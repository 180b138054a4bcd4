//! A scheduler backed by a dedicated thread.
//!
//! Tasks travel over a multi-producer, single-consumer channel to one worker
//! thread, which runs them in the order they were sent. The thread exits once
//! every [`Scheduler`] clone pointing at it has been dropped.
use crate::{Error, Schedule, Scheduler, Task};
use std::panic::{catch_unwind, AssertUnwindSafe};
use std::sync::{
    mpsc::{channel, Sender},
    Mutex, PoisonError,
};
use std::thread;

/// Configures and spawns a worker-thread [`Scheduler`].
///
/// # Examples
///
/// ```
/// use promise_chain::{Input, Promise, Resolution, WorkerBuilder};
/// use futures::executor::block_on;
///
/// let scheduler = WorkerBuilder::new().name("promises").spawn().unwrap();
/// let promise = Promise::<u32, String>::resolve(&scheduler, Input::Value(41))
///     .and_then(|v| Resolution::Value(v + 1));
/// assert_eq!(block_on(promise.wait()), Ok(42));
/// ```
#[derive(Debug, Clone, Default)]
pub struct WorkerBuilder {
    name: Option<String>,
}

impl WorkerBuilder {
    pub fn new() -> Self {
        Self::default()
    }

    /// Sets the name of the worker thread.
    pub fn name<N: Into<String>>(self, name: N) -> Self {
        Self {
            name: Some(name.into()),
        }
    }

    /// Spawns the worker thread and returns a [`Scheduler`] feeding it.
    pub fn spawn(self) -> Result<Scheduler, Error> {
        let (sender, receiver) = channel::<Task>();
        let mut builder = thread::Builder::new();
        if let Some(name) = self.name.clone() {
            builder = builder.name(name);
        }
        let label = self.name.unwrap_or_else(|| "unnamed".into());
        builder.spawn(move || {
            log::trace!("worker '{label}' starting");
            for task in receiver {
                if catch_unwind(AssertUnwindSafe(task)).is_err() {
                    log::error!("task on worker '{label}' panicked");
                }
            }
            log::trace!("worker '{label}' exiting");
        })?;
        Ok(Scheduler::new(WorkerScheduler {
            sender: Mutex::new(sender),
        }))
    }
}

struct WorkerScheduler {
    sender: Mutex<Sender<Task>>,
}

impl Schedule for WorkerScheduler {
    fn schedule(&self, task: Task) -> Result<(), Error> {
        self.sender
            .lock()
            .unwrap_or_else(PoisonError::into_inner)
            .send(task)
            .map_err(|_| Error::SchedulerClosed)
    }
}
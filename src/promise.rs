//! The promise state machine.
//!
//! A [`Promise`] is a shared handle to a lock-guarded cell that starts
//! `Pending` and moves exactly once to `Fulfilled` or `Rejected`. The only
//! way to move it is through its [`Resolver`]. Reactions registered while the
//! promise is pending are queued and drained, in registration order, at the
//! moment it settles. Once settled, the cell never changes again.
use crate::Scheduler;
use std::fmt::{self, Debug};
use std::future::{Future, IntoFuture};
use std::mem;
use std::pin::Pin;
use std::sync::{Arc, Mutex, MutexGuard, PoisonError};
use std::task::{Context, Poll, Waker};

/// Callback fired once with the outcome of a settled promise.
pub(crate) type Reaction<T, E> = Box<dyn FnOnce(Result<T, E>) + Send + 'static>;

/// Observable state of a [`Promise`].
#[derive(Debug, Clone, Copy, PartialEq, Eq, Hash)]
pub enum PromiseState {
    Pending,
    Fulfilled,
    Rejected,
}

enum State<T, E> {
    Pending,
    Fulfilled(T),
    Rejected(E),
}

impl<T: Clone, E: Clone> State<T, E> {
    fn outcome(&self) -> Option<Result<T, E>> {
        match self {
            State::Pending => None,
            State::Fulfilled(value) => Some(Ok(value.clone())),
            State::Rejected(err) => Some(Err(err.clone())),
        }
    }
}

struct Inner<T, E> {
    state: State<T, E>,
    reactions: Vec<Reaction<T, E>>,
    wakers: Vec<Waker>,
}

/// A value of type `T` that will become available, or fail with an `E`.
///
/// Cloning a `Promise` clones the handle, not the computation: every clone
/// observes the same settlement.
pub struct Promise<T, E> {
    inner: Arc<Mutex<Inner<T, E>>>,
    scheduler: Scheduler,
}

/// The settlement capability of a [`Promise`].
///
/// Only the first call to [`resolve`](Resolver::resolve),
/// [`reject`](Resolver::reject) or [`settle`](Resolver::settle) that finds
/// the promise pending has any effect; every later call is a no-op.
pub struct Resolver<T, E> {
    promise: Promise<T, E>,
}

/// What a continuation hands back to settle the promise it feeds.
pub enum Resolution<T, E> {
    /// Fulfill with a plain value.
    Value(T),
    /// Follow another promise and settle the same way it does.
    Adopt(Promise<T, E>),
    /// Reject with an error.
    Error(E),
}

/// A value entering the promise world: either plain, or already a promise.
pub enum Input<T, E> {
    Value(T),
    Promise(Promise<T, E>),
}

impl<T, E> From<Result<T, E>> for Resolution<T, E> {
    fn from(result: Result<T, E>) -> Self {
        match result {
            Ok(value) => Resolution::Value(value),
            Err(err) => Resolution::Error(err),
        }
    }
}

impl<T, E> From<Promise<T, E>> for Resolution<T, E> {
    fn from(promise: Promise<T, E>) -> Self {
        Resolution::Adopt(promise)
    }
}

impl<T, E> From<Input<T, E>> for Resolution<T, E> {
    fn from(input: Input<T, E>) -> Self {
        match input {
            Input::Value(value) => Resolution::Value(value),
            Input::Promise(promise) => Resolution::Adopt(promise),
        }
    }
}

impl<T, E> From<Promise<T, E>> for Input<T, E> {
    fn from(promise: Promise<T, E>) -> Self {
        Input::Promise(promise)
    }
}

impl<T, E> Clone for Promise<T, E> {
    fn clone(&self) -> Self {
        Self {
            inner: self.inner.clone(),
            scheduler: self.scheduler.clone(),
        }
    }
}

impl<T, E> Clone for Resolver<T, E> {
    fn clone(&self) -> Self {
        Self {
            promise: self.promise.clone(),
        }
    }
}

impl<T, E> Promise<T, E> {
    fn lock(&self) -> MutexGuard<'_, Inner<T, E>> {
        self.inner.lock().unwrap_or_else(PoisonError::into_inner)
    }

    pub fn state(&self) -> PromiseState {
        match self.lock().state {
            State::Pending => PromiseState::Pending,
            State::Fulfilled(_) => PromiseState::Fulfilled,
            State::Rejected(_) => PromiseState::Rejected,
        }
    }

    /// The scheduler continuations of this promise run on.
    pub fn scheduler(&self) -> &Scheduler {
        &self.scheduler
    }

    /// Whether both handles point at the same promise.
    pub fn ptr_eq(this: &Self, other: &Self) -> bool {
        Arc::ptr_eq(&this.inner, &other.inner)
    }
}

impl<T, E> Promise<T, E>
where
    T: Clone + Send + 'static,
    E: Clone + Send + 'static,
{
    /// Creates a promise and runs `setup` on the spot with its [`Resolver`].
    ///
    /// If `setup` returns an error the promise is rejected with it, unless
    /// `setup` already settled it.
    ///
    /// # Examples
    ///
    /// ```
    /// use promise_chain::{Promise, PromiseState, TaskQueue};
    ///
    /// let queue = TaskQueue::new();
    /// let failed = Promise::<(), &str>::new(&queue.scheduler(), |_| Err("nope"));
    /// assert_eq!(failed.state(), PromiseState::Rejected);
    /// assert_eq!(failed.peek(), Some(Err("nope")));
    /// ```
    pub fn new<S>(scheduler: &Scheduler, setup: S) -> Self
    where
        S: FnOnce(Resolver<T, E>) -> Result<(), E>,
    {
        let (promise, resolver) = Self::pair(scheduler);
        if let Err(err) = setup(resolver.clone()) {
            resolver.reject(err);
        }
        promise
    }

    /// A pending promise together with the resolver that settles it.
    ///
    /// # Examples
    ///
    /// ```
    /// use promise_chain::{Promise, WorkerBuilder};
    /// use futures::executor::block_on;
    /// use std::thread;
    ///
    /// let scheduler = WorkerBuilder::new().spawn().unwrap();
    /// let (promise, resolver) = Promise::<String, ()>::pair(&scheduler);
    /// let task = thread::spawn(move || resolver.resolve("Hi".into()));
    /// assert_eq!(block_on(promise.wait()), Ok("Hi".to_string()));
    /// task.join().expect("The task thread has panicked.");
    /// ```
    pub fn pair(scheduler: &Scheduler) -> (Self, Resolver<T, E>) {
        let promise = Self {
            inner: Arc::new(Mutex::new(Inner {
                state: State::Pending,
                reactions: vec![],
                wakers: vec![],
            })),
            scheduler: scheduler.clone(),
        };
        let resolver = Resolver {
            promise: promise.clone(),
        };
        (promise, resolver)
    }

    pub(crate) fn fulfilled(scheduler: &Scheduler, value: T) -> Self {
        let (promise, resolver) = Self::pair(scheduler);
        resolver.resolve(value);
        promise
    }

    pub(crate) fn rejected(scheduler: &Scheduler, err: E) -> Self {
        let (promise, resolver) = Self::pair(scheduler);
        resolver.reject(err);
        promise
    }

    /// The outcome, if the promise has settled.
    pub fn peek(&self) -> Option<Result<T, E>> {
        self.lock().state.outcome()
    }

    /// A [`Future`] that completes with the outcome of this promise.
    pub fn wait(&self) -> Wait<T, E> {
        Wait {
            promise: self.clone(),
        }
    }

    /// Registers `reaction` to run with the outcome.
    ///
    /// Unlike `then`, this is synchronous: an already settled promise calls
    /// `reaction` before returning, and a pending one calls it from inside
    /// the settling call.
    pub(crate) fn subscribe(&self, reaction: Reaction<T, E>) {
        let mut inner = self.lock();
        match inner.state.outcome() {
            None => inner.reactions.push(reaction),
            Some(outcome) => {
                drop(inner);
                reaction(outcome);
            }
        }
    }
}

impl<T, E> Resolver<T, E>
where
    T: Clone + Send + 'static,
    E: Clone + Send + 'static,
{
    pub fn resolve(&self, value: T) {
        self.complete(Ok(value));
    }

    pub fn reject(&self, err: E) {
        self.complete(Err(err));
    }

    /// Makes the promise follow `other`: it settles the way `other` settles,
    /// unless something else settles it first.
    ///
    /// The outcome of `other` is forwarded as a task on this promise's
    /// scheduler, so the promise settles on a later turn than `other`.
    ///
    /// Adopting the promise itself leaves it pending. Longer cycles, such as
    /// two promises adopting each other, are not detected: both stay pending
    /// and keep each other alive until one of them is settled directly.
    pub fn adopt(&self, other: Promise<T, E>) {
        if self.promise.state() != PromiseState::Pending {
            return;
        }
        if Promise::ptr_eq(&self.promise, &other) {
            log::trace!("promise {:p} adopting itself", Arc::as_ptr(&other.inner));
            return;
        }
        let resolver = self.clone();
        let scheduler = self.promise.scheduler().clone();
        // One task per hop keeps long adoption chains off the stack.
        other.subscribe(Box::new(move |outcome: Result<T, E>| {
            scheduler.defer(move || resolver.complete(outcome))
        }));
    }

    pub fn settle(&self, resolution: Resolution<T, E>) {
        match resolution {
            Resolution::Value(value) => self.resolve(value),
            Resolution::Adopt(other) => self.adopt(other),
            Resolution::Error(err) => self.reject(err),
        }
    }

    /// The promise this resolver settles.
    pub fn promise(&self) -> &Promise<T, E> {
        &self.promise
    }

    fn complete(&self, outcome: Result<T, E>) {
        let (reactions, wakers) = {
            let mut inner = self.promise.lock();
            if !matches!(inner.state, State::Pending) {
                return;
            }
            inner.state = match &outcome {
                Ok(value) => State::Fulfilled(value.clone()),
                Err(err) => State::Rejected(err.clone()),
            };
            (
                mem::take(&mut inner.reactions),
                mem::take(&mut inner.wakers),
            )
        };
        log::trace!(
            "promise {:p} {} with {} reaction(s)",
            Arc::as_ptr(&self.promise.inner),
            if outcome.is_ok() { "fulfilled" } else { "rejected" },
            reactions.len()
        );
        for reaction in reactions {
            reaction(outcome.clone());
        }
        for waker in wakers {
            waker.wake();
        }
    }
}

impl<T, E> Debug for Promise<T, E> {
    fn fmt(&self, f: &mut fmt::Formatter<'_>) -> fmt::Result {
        f.debug_struct("Promise")
            .field("state", &self.state())
            .finish()
    }
}

impl<T, E> Debug for Resolver<T, E> {
    fn fmt(&self, f: &mut fmt::Formatter<'_>) -> fmt::Result {
        f.debug_struct("Resolver")
            .field("state", &self.promise.state())
            .finish()
    }
}

impl<T: Debug, E: Debug> Debug for Resolution<T, E> {
    fn fmt(&self, f: &mut fmt::Formatter<'_>) -> fmt::Result {
        match self {
            Resolution::Value(value) => f.debug_tuple("Value").field(value).finish(),
            Resolution::Adopt(promise) => f.debug_tuple("Adopt").field(promise).finish(),
            Resolution::Error(err) => f.debug_tuple("Error").field(err).finish(),
        }
    }
}

impl<T: Debug, E> Debug for Input<T, E> {
    fn fmt(&self, f: &mut fmt::Formatter<'_>) -> fmt::Result {
        match self {
            Input::Value(value) => f.debug_tuple("Value").field(value).finish(),
            Input::Promise(promise) => f.debug_tuple("Promise").field(promise).finish(),
        }
    }
}

/// Future returned by [`Promise::wait`].
#[derive(Debug)]
pub struct Wait<T, E> {
    promise: Promise<T, E>,
}

impl<T, E> Future for Wait<T, E>
where
    T: Clone + Send + 'static,
    E: Clone + Send + 'static,
{
    type Output = Result<T, E>;

    fn poll(self: Pin<&mut Self>, cx: &mut Context<'_>) -> Poll<Self::Output> {
        let mut inner = self.promise.lock();
        match inner.state.outcome() {
            Some(outcome) => Poll::Ready(outcome),
            None => {
                if !inner.wakers.iter().any(|w| w.will_wake(cx.waker())) {
                    inner.wakers.push(cx.waker().clone());
                }
                Poll::Pending
            }
        }
    }
}

impl<T, E> IntoFuture for Promise<T, E>
where
    T: Clone + Send + 'static,
    E: Clone + Send + 'static,
{
    type Output = Result<T, E>;
    type IntoFuture = Wait<T, E>;

    fn into_future(self) -> Self::IntoFuture {
        Wait { promise: self }
    }
}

*****

What you give back should be only the lines of the records above, starting at the line with "of this promise." and ending at the line with "the settling call.", restated word for word.

    /// A [`Future`] that completes with the outcome of this promise.
    pub fn wait(&self) -> Wait<T, E> {
        Wait {
            promise: self.clone(),
        }
    }

    /// Registers `reaction` to run with the outcome.
    ///
    /// Unlike `then`, this is synchronous: an already settled promise calls
    /// `reaction` before returning, and a pending one calls it from inside
    /// the settling call.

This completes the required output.